Dystrophin-Glycoprotein Complex (DGC; Sarcospan) Inhibitors

The Dystrophin-Glycoprotein Complex (DGC) is a critical assembly of proteins that connects the cytoskeleton of a muscle cell to the extracellular matrix, providing structural stability and protection against muscle fiber damage during contraction and relaxation. Dystrophin, the key component of this complex, anchors to actin in the cytoskeleton internally and to β-dystroglycan, which in turn binds to α-dystroglycan, forming a link to laminin in the extracellular matrix. The DGC is crucial for maintaining the integrity of muscle fibers; mutations in the dystrophin gene disrupt this complex, leading to muscular dystrophies, such as Duchenne Muscular Dystrophy (DMD).

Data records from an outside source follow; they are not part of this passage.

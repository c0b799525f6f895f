// src/analyze/curate.rs
//! Comment curation for selected topics.
//!
//! Comments are ranked by score (desc, absent = 0) with a stable sort so
//! ties keep fetch order, cut to `limit`, then flagged "interesting" when the
//! score exceeds `score_threshold` or the body contains one of `markers`
//! (case-insensitive). Fetch failures yield an empty list, never an error.

use async_trait::async_trait;
use metrics::counter;
use serde::{Deserialize, Serialize};
use std::sync::Arc;

use crate::config::{HackerNewsConfig, RedditConfig};
use crate::ingest::fetch::HttpFetch;
use crate::ingest::providers::{hackernews, reddit};
use crate::ingest::types::{Comment, SourceTag, Topic};

fn default_true() -> bool {
    true
}
fn default_limit() -> usize {
    5
}
fn default_fetch_limit() -> usize {
    30
}
fn default_score_threshold() -> i64 {
    100
}
fn default_markers() -> Vec<String> {
    ["lol", "lmao", "haha", "😂", "🤣", "underrated", "hot take"]
        .iter()
        .map(|s| s.to_string())
        .collect()
}

#[derive(Debug, Clone, Serialize, Deserialize)]
pub struct CurationParams {
    #[serde(default = "default_true")]
    pub enabled: bool,
    /// Size of the highlighted subset per topic.
    #[serde(default = "default_limit")]
    pub limit: usize,
    /// How many raw comments are requested upstream.
    #[serde(default = "default_fetch_limit")]
    pub fetch_limit: usize,
    #[serde(default = "default_score_threshold")]
    pub score_threshold: i64,
    #[serde(default = "default_markers")]
    pub markers: Vec<String>,
}

impl Default for CurationParams {
    fn default() -> Self {
        Self {
            enabled: true,
            limit: default_limit(),
            fetch_limit: default_fetch_limit(),
            score_threshold: default_score_threshold(),
            markers: default_markers(),
        }
    }
}

impl CurationParams {
    pub fn sanitized(mut self) -> Self {
        self.fetch_limit = self.fetch_limit.max(self.limit);
        self.markers = self
            .markers
            .into_iter()
            .map(|m| m.trim().to_lowercase())
            .filter(|m| !m.is_empty())
            .collect();
        self
    }
}

pub fn is_interesting(c: &Comment, params: &CurationParams) -> bool {
    if c.rank_score() > params.score_threshold {
        return true;
    }
    let body = c.body.to_lowercase();
    params
        .markers
        .iter()
        .any(|m| !m.is_empty() && body.contains(&m.to_lowercase()))
}

/// Rank, cut and flag. Pure; the same input always gives the same output.
pub fn rank_and_flag(mut comments: Vec<Comment>, params: &CurationParams) -> Vec<Comment> {
    comments.sort_by(|a, b| b.rank_score().cmp(&a.rank_score()));
    comments.truncate(params.limit);
    for c in comments.iter_mut() {
        c.flagged_interesting = is_interesting(c, params);
    }
    comments
}

/// Produces the highlighted comments of one topic.
#[async_trait]
pub trait CommentCurator: Send + Sync {
    async fn curate(&self, topic: &Topic) -> Vec<Comment>;
}

/// Fetches comments through the source's own API.
pub struct HttpCurator {
    http: Arc<dyn HttpFetch>,
    params: CurationParams,
    hackernews: HackerNewsConfig,
    reddit: RedditConfig,
}

impl HttpCurator {
    pub fn new(
        http: Arc<dyn HttpFetch>,
        params: CurationParams,
        hackernews: HackerNewsConfig,
        reddit: RedditConfig,
    ) -> Self {
        Self {
            http,
            params,
            hackernews,
            reddit,
        }
    }
}

#[async_trait]
impl CommentCurator for HttpCurator {
    async fn curate(&self, topic: &Topic) -> Vec<Comment> {
        let http = self.http.as_ref();
        let fetched = match &topic.source {
            SourceTag::Reddit(_) => {
                reddit::fetch_comments(&self.reddit, http, &topic.id, self.params.fetch_limit).await
            }
            SourceTag::HackerNews => {
                hackernews::fetch_comments(&self.hackernews, http, &topic.id, self.params.fetch_limit)
                    .await
            }
            // Feeds and tweets expose no discussion thread.
            SourceTag::Rss(_) | SourceTag::Twitter => return Vec::new(),
        };
        match fetched {
            Ok(raw) => rank_and_flag(raw, &self.params),
            Err(e) => {
                tracing::warn!(error = ?e, source = %topic.source, id = %topic.id, "comment fetch failed");
                counter!("comment_fetch_errors_total").increment(1);
                Vec::new()
            }
        }
    }
}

Functionally, the DGC plays a vital role in transmitting mechanical forces across the muscle cell membrane (sarcolemma), thereby protecting muscle fibers from injury. It also participates in cell signaling pathways: the complex is involved in modulating intracellular calcium levels and in regulating nitric oxide synthesis, which are essential for muscle function and adaptation. Targeting the Dystrophin-Glycoprotein Complex (DGC) using small molecules allows for a deeper understanding of its mechanistic role in muscle cell function and pathology. By disrupting or inhibiting the DGC, researchers can observe the consequences on muscle cell integrity, signaling, and mechanical stability, thus elucidating the essential functions of the complex. Such studies can reveal how the DGC contributes to the maintenance of muscle cell structure and the transmission of mechanical force from the intracellular cytoskeleton to the extracellular matrix.